Exercise brief: Return, word for word, only the lines of the data below that lie between the line with "an equirectangular approximation" and the line with "A grid cell", those two lines included.

Saved data entries:
========
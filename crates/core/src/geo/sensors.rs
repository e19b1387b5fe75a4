//! Placement of geographic sensors on the simulation grid
//!
//! Offsets from the reference origin use an equirectangular approximation
//! with a flat 111 km per degree on both axes. That is adequate across the
//! ~1 km domains this model covers.
//!
//! The grid's rows follow image orientation (south is +y), so the northward
//! offset is negated before the row lookup, the same flip applied to the
//! north wind component.

use crate::dispersion::grid::SimulationGrid;
use crate::error::{ensure_finite, PlumeResult};
use rustc_hash::FxHashMap;
use serde::{Deserialize, Serialize};

/// Meters per degree of latitude or longitude
pub const METERS_PER_DEGREE: f64 = 111_000.0;

/// A grid cell as `(row, col)` indices
#[derive(Debug, Clone, Copy, PartialEq, Eq, Hash, Serialize, Deserialize)]
pub struct GridCell {
    /// Row index (image orientation)
    pub row: usize,
    /// Column index
    pub col: usize,
}

/// Projects `(lat, lon)` onto a grid centred on a reference origin
#[derive(Debug, Clone, Copy, PartialEq, Serialize, Deserialize)]
pub struct SensorLocator {
    /// Reference latitude (degrees)
    pub lat0: f64,
    /// Reference longitude (degrees)
    pub lon0: f64,
}

impl SensorLocator {
    /// Create a locator for the given origin
    ///
    /// # Errors
    ///
    /// Rejects non-finite coordinates.
    pub fn new(lat0: f64, lon0: f64) -> PlumeResult<Self> {
        ensure_finite("reference latitude", lat0)?;
        ensure_finite("reference longitude", lon0)?;
        Ok(Self { lat0, lon0 })
    }

    /// Planar offsets `(dx east, dy north)` in meters from the origin
    #[inline]
    pub fn offsets(&self, lat: f64, lon: f64) -> (f64, f64) {
        (
            (lon - self.lon0) * METERS_PER_DEGREE,
            (lat - self.lat0) * METERS_PER_DEGREE,
        )
    }

    /// Nearest grid cell to a sensor; sensors outside the grid snap to its edge
    pub fn locate(&self, lat: f64, lon: f64, grid: &SimulationGrid) -> GridCell {
        let (dx, dy) = self.offsets(lat, lon);
        GridCell {
            row: grid.nearest_index(-dy),
            col: grid.nearest_index(dx),
        }
    }

    /// Locate many sensors, logging when several share one cell
    ///
    /// Collisions are allowed; the colliding sensors simply share a predicted mean.
    pub fn locate_all<I>(&self, points: I, grid: &SimulationGrid) -> Vec<GridCell>
    where
        I: IntoIterator<Item = (f64, f64)>,
    {
        let cells: Vec<GridCell> = points
            .into_iter()
            .map(|(lat, lon)| self.locate(lat, lon, grid))
            .collect();

        let mut occupancy: FxHashMap<GridCell, usize> = FxHashMap::default();
        for cell in &cells {
            *occupancy.entry(*cell).or_insert(0) += 1;
        }
        let shared = occupancy.values().filter(|&&n| n > 1).count();
        if shared > 0 {
            tracing::warn!(
                "{} grid cells hold more than one of {} sensors",
                shared,
                cells.len()
            );
        }
        cells
    }
}

#[cfg(test)]
mod tests {
    use super::*;
    use crate::dispersion::grid::GridSpec;

    fn grid() -> SimulationGrid {
        SimulationGrid::new(GridSpec::default(), 0.0).unwrap()
    }

    #[test]
    fn test_origin_maps_to_centre() {
        let locator = SensorLocator::new(26.2, 78.1).unwrap();
        let cell = locator.locate(26.2, 78.1, &grid());
        // 1000 points: the two centre points sit at ±0.5 m
        assert!(cell.row == 499 || cell.row == 500);
        assert!(cell.col == 499 || cell.col == 500);
    }

    #[test]
    fn test_east_and_north_offsets() {
        let g = grid();
        let locator = SensorLocator::new(0.0, 0.0).unwrap();
        // 0.001° ≈ 111 m
        let east = locator.locate(0.0, 0.001, &g);
        assert!((g.axis()[east.col] - 111.0).abs() < 1.0);
        let north = locator.locate(0.001, 0.0, &g);
        assert!((g.axis()[north.row] + 111.0).abs() < 1.0, "north is up the image");
    }

    #[test]
    fn test_far_sensors_snap_to_edge() {
        let g = grid();
        let locator = SensorLocator::new(0.0, 0.0).unwrap();
        let cell = locator.locate(-1.0, 1.0, &g);
        assert_eq!(cell.row, g.len() - 1);
        assert_eq!(cell.col, g.len() - 1);
    }

    #[test]
    fn test_collisions_are_kept() {
        let g = grid();
        let locator = SensorLocator::new(0.0, 0.0).unwrap();
        let cells = locator.locate_all([(0.0, 0.0), (0.000_001, 0.0), (0.002, 0.0)], &g);
        assert_eq!(cells.len(), 3);
        assert_eq!(cells[0], cells[1]);
        assert_ne!(cells[0], cells[2]);
    }
}
//! No-U-Turn sampler with slice-based tree building and a diagonal metric
//!
//! Follows the efficient NUTS of Hoffman & Gelman (2014, Alg. 6): a slice
//! variable bounds the admissible states, the trajectory doubles in a random
//! direction until it turns back on itself, and the proposal is drawn
//! uniformly from the admissible states with the progressive subtree bias.
//! The U-turn criterion uses velocities `M⁻¹p` so it respects the metric.

use nalgebra::Vector4;
use rand::Rng;
use rand_distr::StandardNormal;
use serde::{Deserialize, Serialize};

/// Energy error above which a trajectory is marked divergent
pub const MAX_ENERGY_ERROR: f64 = 1000.0;

/// A differentiable log density over four unconstrained parameters
pub trait LogDensity {
    /// Log density (up to a constant) and its gradient
    fn log_density_and_gradient(&self, theta: &Vector4<f64>) -> (f64, Vector4<f64>);

    /// Log density alone
    fn log_density(&self, theta: &Vector4<f64>) -> f64 {
        self.log_density_and_gradient(theta).0
    }
}

/// Per-draw sampler statistics
#[derive(Debug, Clone, Copy, PartialEq, Serialize, Deserialize)]
pub struct DrawStats {
    /// Mean Metropolis acceptance over the final tree
    pub accept_stat: f64,
    /// Depth reached
    pub tree_depth: usize,
    /// Leapfrog steps taken
    pub n_leapfrog: usize,
    /// Whether any leaf exceeded [`MAX_ENERGY_ERROR`]
    pub divergent: bool,
    /// Hamiltonian at the selected state
    pub energy: f64,
    /// Step size used
    pub step_size: f64,
}

#[derive(Debug, Clone)]
struct PhasePoint {
    q: Vector4<f64>,
    p: Vector4<f64>,
    grad: Vector4<f64>,
    log_density: f64,
}

impl PhasePoint {
    fn kinetic(&self, inv_metric: &Vector4<f64>) -> f64 {
        0.5 * self.p.component_mul(inv_metric).dot(&self.p)
    }

    /// `log π(q) - K(p)`; NaN is mapped to -∞
    fn joint(&self, inv_metric: &Vector4<f64>) -> f64 {
        let h = self.log_density - self.kinetic(inv_metric);
        if h.is_nan() {
            f64::NEG_INFINITY
        } else {
            h
        }
    }
}

struct Subtree {
    minus: PhasePoint,
    plus: PhasePoint,
    proposal: PhasePoint,
    n_valid: usize,
    keep_going: bool,
    sum_accept: f64,
    n_steps: usize,
    divergent: bool,
}

/// Sampler state for one chain
pub struct NutsSampler<'a, M: LogDensity> {
    model: &'a M,
    current: PhasePoint,
    inv_metric: Vector4<f64>,
    step_size: f64,
    max_tree_depth: usize,
}

impl<'a, M: LogDensity> NutsSampler<'a, M> {
    /// Start at `initial` with a unit metric
    pub fn new(model: &'a M, initial: Vector4<f64>, step_size: f64, max_tree_depth: usize) -> Self {
        let (log_density, grad) = model.log_density_and_gradient(&initial);
        Self {
            model,
            current: PhasePoint {
                q: initial,
                p: Vector4::zeros(),
                grad,
                log_density,
            },
            inv_metric: Vector4::repeat(1.0),
            step_size,
            max_tree_depth,
        }
    }

    /// Current position
    pub fn position(&self) -> &Vector4<f64> {
        &self.current.q
    }

    /// Log density at the current position
    pub fn log_density(&self) -> f64 {
        self.current.log_density
    }

    /// Current step size
    pub fn step_size(&self) -> f64 {
        self.step_size
    }

    /// Replace the step size
    pub fn set_step_size(&mut self, step_size: f64) {
        self.step_size = step_size;
    }

    /// Current diagonal inverse metric
    pub fn inv_metric(&self) -> &Vector4<f64> {
        &self.inv_metric
    }

    /// Replace the diagonal inverse metric
    pub fn set_inv_metric(&mut self, inv_metric: Vector4<f64>) {
        self.inv_metric = inv_metric;
    }

    fn sample_momentum<R: Rng + ?Sized>(&self, rng: &mut R) -> Vector4<f64> {
        Vector4::from_fn(|i, _| {
            let z: f64 = rng.sample(StandardNormal);
            z / self.inv_metric[i].sqrt()
        })
    }

    fn leapfrog(&self, point: &PhasePoint, eps: f64) -> PhasePoint {
        let p_half = point.p + point.grad * (0.5 * eps);
        let q = point.q + p_half.component_mul(&self.inv_metric) * eps;
        let (log_density, grad) = self.model.log_density_and_gradient(&q);
        let p = p_half + grad * (0.5 * eps);
        PhasePoint {
            q,
            p,
            grad,
            log_density,
        }
    }

    fn no_u_turn(&self, minus: &PhasePoint, plus: &PhasePoint) -> bool {
        let span = plus.q - minus.q;
        span.dot(&minus.p.component_mul(&self.inv_metric)) >= 0.0
            && span.dot(&plus.p.component_mul(&self.inv_metric)) >= 0.0
    }

    /// Heuristic initial step size: double or halve until a single leapfrog
    /// step crosses an acceptance probability of one half
    pub fn find_reasonable_step_size<R: Rng + ?Sized>(&mut self, rng: &mut R) -> f64 {
        let mut eps = self.step_size;
        let mut start = self.current.clone();
        start.p = self.sample_momentum(rng);
        let joint0 = start.joint(&self.inv_metric);

        let log_ratio = |eps: f64| {
            let next = self.leapfrog(&start, eps);
            let delta = next.joint(&self.inv_metric) - joint0;
            if delta.is_finite() {
                delta
            } else {
                f64::NEG_INFINITY
            }
        };

        let direction = if log_ratio(eps) > 0.5_f64.ln() { 1.0 } else { -1.0 };
        for _ in 0..100 {
            if direction * log_ratio(eps) <= -direction * 2.0_f64.ln() {
                break;
            }
            let next = eps * 2.0_f64.powf(direction);
            if !(1e-10..=1e7).contains(&next) {
                break;
            }
            eps = next;
        }
        self.step_size = eps;
        eps
    }

    /// One NUTS transition from the current state
    pub fn transition<R: Rng + ?Sized>(&mut self, rng: &mut R) -> DrawStats {
        let mut start = self.current.clone();
        start.p = self.sample_momentum(rng);
        let joint0 = start.joint(&self.inv_metric);
        let u: f64 = rng.random();
        let log_slice = joint0 + (1.0 - u).ln();

        let mut minus = start.clone();
        let mut plus = start.clone();
        let mut selected = start;
        let mut n_valid = 1_usize;
        let mut depth = 0;
        let mut sum_accept = 0.0;
        let mut n_steps = 0;
        let mut divergent = false;

        while depth < self.max_tree_depth {
            let backward = rng.random::<bool>();
            let tree = if backward {
                let t = self.build_tree(&minus, log_slice, -1.0, depth, joint0, rng);
                minus = t.minus.clone();
                t
            } else {
                let t = self.build_tree(&plus, log_slice, 1.0, depth, joint0, rng);
                plus = t.plus.clone();
                t
            };
            depth += 1;
            sum_accept += tree.sum_accept;
            n_steps += tree.n_steps;
            divergent |= tree.divergent;

            if !tree.keep_going {
                break;
            }
            if tree.n_valid > 0 && rng.random::<f64>() < tree.n_valid as f64 / n_valid as f64 {
                selected = tree.proposal;
            }
            n_valid += tree.n_valid;
            if !self.no_u_turn(&minus, &plus) {
                break;
            }
        }

        let energy = -selected.joint(&self.inv_metric);
        self.current = selected;
        DrawStats {
            accept_stat: if n_steps > 0 { sum_accept / n_steps as f64 } else { 0.0 },
            tree_depth: depth,
            n_leapfrog: n_steps,
            divergent,
            energy,
            step_size: self.step_size,
        }
    }

    fn build_tree<R: Rng + ?Sized>(
        &self,
        edge: &PhasePoint,
        log_slice: f64,
        direction: f64,
        depth: usize,
        joint0: f64,
        rng: &mut R,
    ) -> Subtree {
        if depth == 0 {
            let next = self.leapfrog(edge, direction * self.step_size);
            let joint = next.joint(&self.inv_metric);
            let divergent = joint + MAX_ENERGY_ERROR <= log_slice;
            let accept = if joint.is_finite() {
                (joint - joint0).exp().min(1.0)
            } else {
                0.0
            };
            return Subtree {
                minus: next.clone(),
                plus: next.clone(),
                proposal: next,
                n_valid: usize::from(log_slice <= joint),
                keep_going: !divergent,
                sum_accept: accept,
                n_steps: 1,
                divergent,
            };
        }

        let mut tree = self.build_tree(edge, log_slice, direction, depth - 1, joint0, rng);
        if !tree.keep_going {
            return tree;
        }

        let outer = if direction < 0.0 {
            let t = self.build_tree(&tree.minus, log_slice, direction, depth - 1, joint0, rng);
            tree.minus = t.minus.clone();
            t
        } else {
            let t = self.build_tree(&tree.plus, log_slice, direction, depth - 1, joint0, rng);
            tree.plus = t.plus.clone();
            t
        };

        let total = tree.n_valid + outer.n_valid;
        if total > 0 && rng.random::<f64>() < outer.n_valid as f64 / total as f64 {
            tree.proposal = outer.proposal;
        }
        tree.n_valid = total;
        tree.sum_accept += outer.sum_accept;
        tree.n_steps += outer.n_steps;
        tree.divergent |= outer.divergent;
        tree.keep_going = outer.keep_going && self.no_u_turn(&tree.minus, &tree.plus);
        tree
    }
}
========
Exercise response:
//! Offsets from the reference origin use an equirectangular approximation
//! with a flat 111 km per degree on both axes. That is adequate across the
//! ~1 km domains this model covers.
//!
//! The grid's rows follow image orientation (south is +y), so the northward
//! offset is negated before the row lookup, the same flip applied to the
//! north wind component.

use crate::dispersion::grid::SimulationGrid;
use crate::error::{ensure_finite, PlumeResult};
use rustc_hash::FxHashMap;
use serde::{Deserialize, Serialize};

/// Meters per degree of latitude or longitude
pub const METERS_PER_DEGREE: f64 = 111_000.0;

/// A grid cell as `(row, col)` indices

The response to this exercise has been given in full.